:: MATERIAL PROVIDED
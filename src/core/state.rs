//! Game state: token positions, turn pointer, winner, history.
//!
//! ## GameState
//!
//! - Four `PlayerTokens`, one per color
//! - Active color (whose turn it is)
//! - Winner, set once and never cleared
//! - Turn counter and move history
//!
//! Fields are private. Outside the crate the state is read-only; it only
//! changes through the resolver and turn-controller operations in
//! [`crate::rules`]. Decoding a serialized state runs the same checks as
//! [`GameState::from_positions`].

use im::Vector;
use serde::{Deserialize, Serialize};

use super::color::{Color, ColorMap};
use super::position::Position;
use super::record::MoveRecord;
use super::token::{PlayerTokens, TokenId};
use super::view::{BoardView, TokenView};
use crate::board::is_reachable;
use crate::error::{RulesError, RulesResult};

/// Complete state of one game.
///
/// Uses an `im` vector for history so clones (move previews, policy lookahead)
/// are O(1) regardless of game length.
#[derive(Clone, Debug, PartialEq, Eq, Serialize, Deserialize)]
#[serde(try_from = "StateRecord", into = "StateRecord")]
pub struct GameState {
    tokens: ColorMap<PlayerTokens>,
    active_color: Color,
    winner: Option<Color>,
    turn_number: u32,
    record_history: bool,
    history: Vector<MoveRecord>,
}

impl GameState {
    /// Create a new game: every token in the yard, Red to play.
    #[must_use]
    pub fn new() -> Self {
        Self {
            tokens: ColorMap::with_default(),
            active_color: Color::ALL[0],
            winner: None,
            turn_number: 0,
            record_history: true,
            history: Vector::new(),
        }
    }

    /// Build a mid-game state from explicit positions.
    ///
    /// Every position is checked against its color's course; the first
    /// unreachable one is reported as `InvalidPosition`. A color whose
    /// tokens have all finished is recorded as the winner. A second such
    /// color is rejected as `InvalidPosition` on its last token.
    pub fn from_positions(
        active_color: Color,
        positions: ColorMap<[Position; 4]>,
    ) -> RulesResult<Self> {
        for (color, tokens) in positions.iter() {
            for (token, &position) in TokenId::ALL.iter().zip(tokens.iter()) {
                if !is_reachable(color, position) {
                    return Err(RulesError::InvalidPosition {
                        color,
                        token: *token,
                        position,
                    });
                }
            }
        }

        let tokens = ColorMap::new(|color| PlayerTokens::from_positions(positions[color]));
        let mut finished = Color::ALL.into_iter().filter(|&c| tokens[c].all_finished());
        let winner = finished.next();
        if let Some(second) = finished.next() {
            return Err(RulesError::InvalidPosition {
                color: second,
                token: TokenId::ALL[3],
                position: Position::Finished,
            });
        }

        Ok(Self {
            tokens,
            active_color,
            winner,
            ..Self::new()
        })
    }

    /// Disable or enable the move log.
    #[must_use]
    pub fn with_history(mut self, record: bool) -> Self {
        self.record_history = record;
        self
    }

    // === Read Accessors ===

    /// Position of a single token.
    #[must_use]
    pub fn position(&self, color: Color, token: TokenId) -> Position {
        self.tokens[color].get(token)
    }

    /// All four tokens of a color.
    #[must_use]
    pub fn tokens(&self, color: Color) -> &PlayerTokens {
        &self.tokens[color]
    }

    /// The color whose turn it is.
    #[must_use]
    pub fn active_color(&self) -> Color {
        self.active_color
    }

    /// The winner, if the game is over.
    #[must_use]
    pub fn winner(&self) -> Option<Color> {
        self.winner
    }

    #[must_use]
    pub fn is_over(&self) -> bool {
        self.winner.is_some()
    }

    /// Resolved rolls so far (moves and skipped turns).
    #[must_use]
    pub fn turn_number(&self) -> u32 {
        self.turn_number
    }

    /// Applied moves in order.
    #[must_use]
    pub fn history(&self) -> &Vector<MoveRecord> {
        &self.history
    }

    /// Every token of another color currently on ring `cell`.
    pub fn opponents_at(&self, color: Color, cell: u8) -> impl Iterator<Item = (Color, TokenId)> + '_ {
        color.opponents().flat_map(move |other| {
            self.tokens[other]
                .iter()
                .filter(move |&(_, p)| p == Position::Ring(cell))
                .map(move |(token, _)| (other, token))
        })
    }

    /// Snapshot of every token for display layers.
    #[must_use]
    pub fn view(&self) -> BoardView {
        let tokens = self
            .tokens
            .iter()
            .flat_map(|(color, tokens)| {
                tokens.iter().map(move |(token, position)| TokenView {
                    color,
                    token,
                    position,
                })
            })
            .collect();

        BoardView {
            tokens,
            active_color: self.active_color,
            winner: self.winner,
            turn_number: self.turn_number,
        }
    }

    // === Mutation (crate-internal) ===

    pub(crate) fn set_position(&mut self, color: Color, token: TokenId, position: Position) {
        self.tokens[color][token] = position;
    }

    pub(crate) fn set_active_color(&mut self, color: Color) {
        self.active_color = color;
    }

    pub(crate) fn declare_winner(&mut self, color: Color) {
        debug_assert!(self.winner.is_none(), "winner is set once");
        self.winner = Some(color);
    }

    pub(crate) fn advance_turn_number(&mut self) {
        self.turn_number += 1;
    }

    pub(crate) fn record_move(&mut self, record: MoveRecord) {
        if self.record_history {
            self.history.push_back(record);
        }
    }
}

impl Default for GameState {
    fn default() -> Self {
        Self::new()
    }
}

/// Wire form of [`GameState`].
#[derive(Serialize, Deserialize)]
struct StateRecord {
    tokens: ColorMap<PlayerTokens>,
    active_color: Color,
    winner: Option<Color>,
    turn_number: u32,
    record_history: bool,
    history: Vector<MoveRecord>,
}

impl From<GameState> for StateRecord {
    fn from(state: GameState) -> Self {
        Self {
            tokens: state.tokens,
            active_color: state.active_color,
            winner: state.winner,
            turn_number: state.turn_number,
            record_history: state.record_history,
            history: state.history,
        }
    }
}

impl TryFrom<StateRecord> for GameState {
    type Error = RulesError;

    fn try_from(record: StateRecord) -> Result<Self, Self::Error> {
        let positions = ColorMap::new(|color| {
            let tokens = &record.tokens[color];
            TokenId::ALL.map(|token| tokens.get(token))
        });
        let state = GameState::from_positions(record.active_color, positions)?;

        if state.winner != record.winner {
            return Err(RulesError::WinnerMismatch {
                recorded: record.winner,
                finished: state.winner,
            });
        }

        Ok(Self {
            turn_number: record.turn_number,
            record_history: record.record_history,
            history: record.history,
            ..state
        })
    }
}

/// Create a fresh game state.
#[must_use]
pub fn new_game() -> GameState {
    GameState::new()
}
::::
→ DESCRIPTION OF THE TASK
The answer must be an exact copy of every entry.

→ TASK OUTPUT
filename src/core/state.rs
//! Game state: token positions, turn pointer, winner, history.
//!
//! ## GameState
//!
//! - Four `PlayerTokens`, one per color
//! - Active color (whose turn it is)
//! - Winner, set once and never cleared
//! - Turn counter and move history
//!
//! Fields are private. Outside the crate the state is read-only; it only
//! changes through the resolver and turn-controller operations in
//! [`crate::rules`]. Decoding a serialized state runs the same checks as
//! [`GameState::from_positions`].

use im::Vector;
use serde::{Deserialize, Serialize};

use super::color::{Color, ColorMap};
use super::position::Position;
use super::record::MoveRecord;
use super::token::{PlayerTokens, TokenId};
use super::view::{BoardView, TokenView};
use crate::board::is_reachable;
use crate::error::{RulesError, RulesResult};

/// Complete state of one game.
///
/// Uses an `im` vector for history so clones (move previews, policy lookahead)
/// are O(1) regardless of game length.
#[derive(Clone, Debug, PartialEq, Eq, Serialize, Deserialize)]
#[serde(try_from = "StateRecord", into = "StateRecord")]
pub struct GameState {
    tokens: ColorMap<PlayerTokens>,
    active_color: Color,
    winner: Option<Color>,
    turn_number: u32,
    record_history: bool,
    history: Vector<MoveRecord>,
}

impl GameState {
    /// Create a new game: every token in the yard, Red to play.
    #[must_use]
    pub fn new() -> Self {
        Self {
            tokens: ColorMap::with_default(),
            active_color: Color::ALL[0],
            winner: None,
            turn_number: 0,
            record_history: true,
            history: Vector::new(),
        }
    }

    /// Build a mid-game state from explicit positions.
    ///
    /// Every position is checked against its color's course; the first
    /// unreachable one is reported as `InvalidPosition`. A color whose
    /// tokens have all finished is recorded as the winner. A second such
    /// color is rejected as `InvalidPosition` on its last token.
    pub fn from_positions(
        active_color: Color,
        positions: ColorMap<[Position; 4]>,
    ) -> RulesResult<Self> {
        for (color, tokens) in positions.iter() {
            for (token, &position) in TokenId::ALL.iter().zip(tokens.iter()) {
                if !is_reachable(color, position) {
                    return Err(RulesError::InvalidPosition {
                        color,
                        token: *token,
                        position,
                    });
                }
            }
        }

        let tokens = ColorMap::new(|color| PlayerTokens::from_positions(positions[color]));
        let mut finished = Color::ALL.into_iter().filter(|&c| tokens[c].all_finished());
        let winner = finished.next();
        if let Some(second) = finished.next() {
            return Err(RulesError::InvalidPosition {
                color: second,
                token: TokenId::ALL[3],
                position: Position::Finished,
            });
        }

        Ok(Self {
            tokens,
            active_color,
            winner,
            ..Self::new()
        })
    }

    /// Disable or enable the move log.
    #[must_use]
    pub fn with_history(mut self, record: bool) -> Self {
        self.record_history = record;
        self
    }

    // === Read Accessors ===

    /// Position of a single token.
    #[must_use]
    pub fn position(&self, color: Color, token: TokenId) -> Position {
        self.tokens[color].get(token)
    }

    /// All four tokens of a color.
    #[must_use]
    pub fn tokens(&self, color: Color) -> &PlayerTokens {
        &self.tokens[color]
    }

    /// The color whose turn it is.
    #[must_use]
    pub fn active_color(&self) -> Color {
        self.active_color
    }

    /// The winner, if the game is over.
    #[must_use]
    pub fn winner(&self) -> Option<Color> {
        self.winner
    }

    #[must_use]
    pub fn is_over(&self) -> bool {
        self.winner.is_some()
    }

    /// Resolved rolls so far (moves and skipped turns).
    #[must_use]
    pub fn turn_number(&self) -> u32 {
        self.turn_number
    }

    /// Applied moves in order.
    #[must_use]
    pub fn history(&self) -> &Vector<MoveRecord> {
        &self.history
    }

    /// Every token of another color currently on ring `cell`.
    pub fn opponents_at(&self, color: Color, cell: u8) -> impl Iterator<Item = (Color, TokenId)> + '_ {
        color.opponents().flat_map(move |other| {
            self.tokens[other]
                .iter()
                .filter(move |&(_, p)| p == Position::Ring(cell))
                .map(move |(token, _)| (other, token))
        })
    }

    /// Snapshot of every token for display layers.
    #[must_use]
    pub fn view(&self) -> BoardView {
        let tokens = self
            .tokens
            .iter()
            .flat_map(|(color, tokens)| {
                tokens.iter().map(move |(token, position)| TokenView {
                    color,
                    token,
                    position,
                })
            })
            .collect();

        BoardView {
            tokens,
            active_color: self.active_color,
            winner: self.winner,
            turn_number: self.turn_number,
        }
    }

    // === Mutation (crate-internal) ===

    pub(crate) fn set_position(&mut self, color: Color, token: TokenId, position: Position) {
        self.tokens[color][token] = position;
    }

    pub(crate) fn set_active_color(&mut self, color: Color) {
        self.active_color = color;
    }

    pub(crate) fn declare_winner(&mut self, color: Color) {
        debug_assert!(self.winner.is_none(), "winner is set once");
        self.winner = Some(color);
    }

    pub(crate) fn advance_turn_number(&mut self) {
        self.turn_number += 1;
    }

    pub(crate) fn record_move(&mut self, record: MoveRecord) {
        if self.record_history {
            self.history.push_back(record);
        }
    }
}

impl Default for GameState {
    fn default() -> Self {
        Self::new()
    }
}

/// Wire form of [`GameState`].
#[derive(Serialize, Deserialize)]
struct StateRecord {
    tokens: ColorMap<PlayerTokens>,
    active_color: Color,
    winner: Option<Color>,
    turn_number: u32,
    record_history: bool,
    history: Vector<MoveRecord>,
}

impl From<GameState> for StateRecord {
    fn from(state: GameState) -> Self {
        Self {
            tokens: state.tokens,
            active_color: state.active_color,
            winner: state.winner,
            turn_number: state.turn_number,
            record_history: state.record_history,
            history: state.history,
        }
    }
}

impl TryFrom<StateRecord> for GameState {
    type Error = RulesError;

    fn try_from(record: StateRecord) -> Result<Self, Self::Error> {
        let positions = ColorMap::new(|color| {
            let tokens = &record.tokens[color];
            TokenId::ALL.map(|token| tokens.get(token))
        });
        let state = GameState::from_positions(record.active_color, positions)?;

        if state.winner != record.winner {
            return Err(RulesError::WinnerMismatch {
                recorded: record.winner,
                finished: state.winner,
            });
        }

        Ok(Self {
            turn_number: record.turn_number,
            record_history: record.record_history,
            history: record.history,
            ..state
        })
    }
}

/// Create a fresh game state.
#[must_use]
pub fn new_game() -> GameState {
    GameState::new()
}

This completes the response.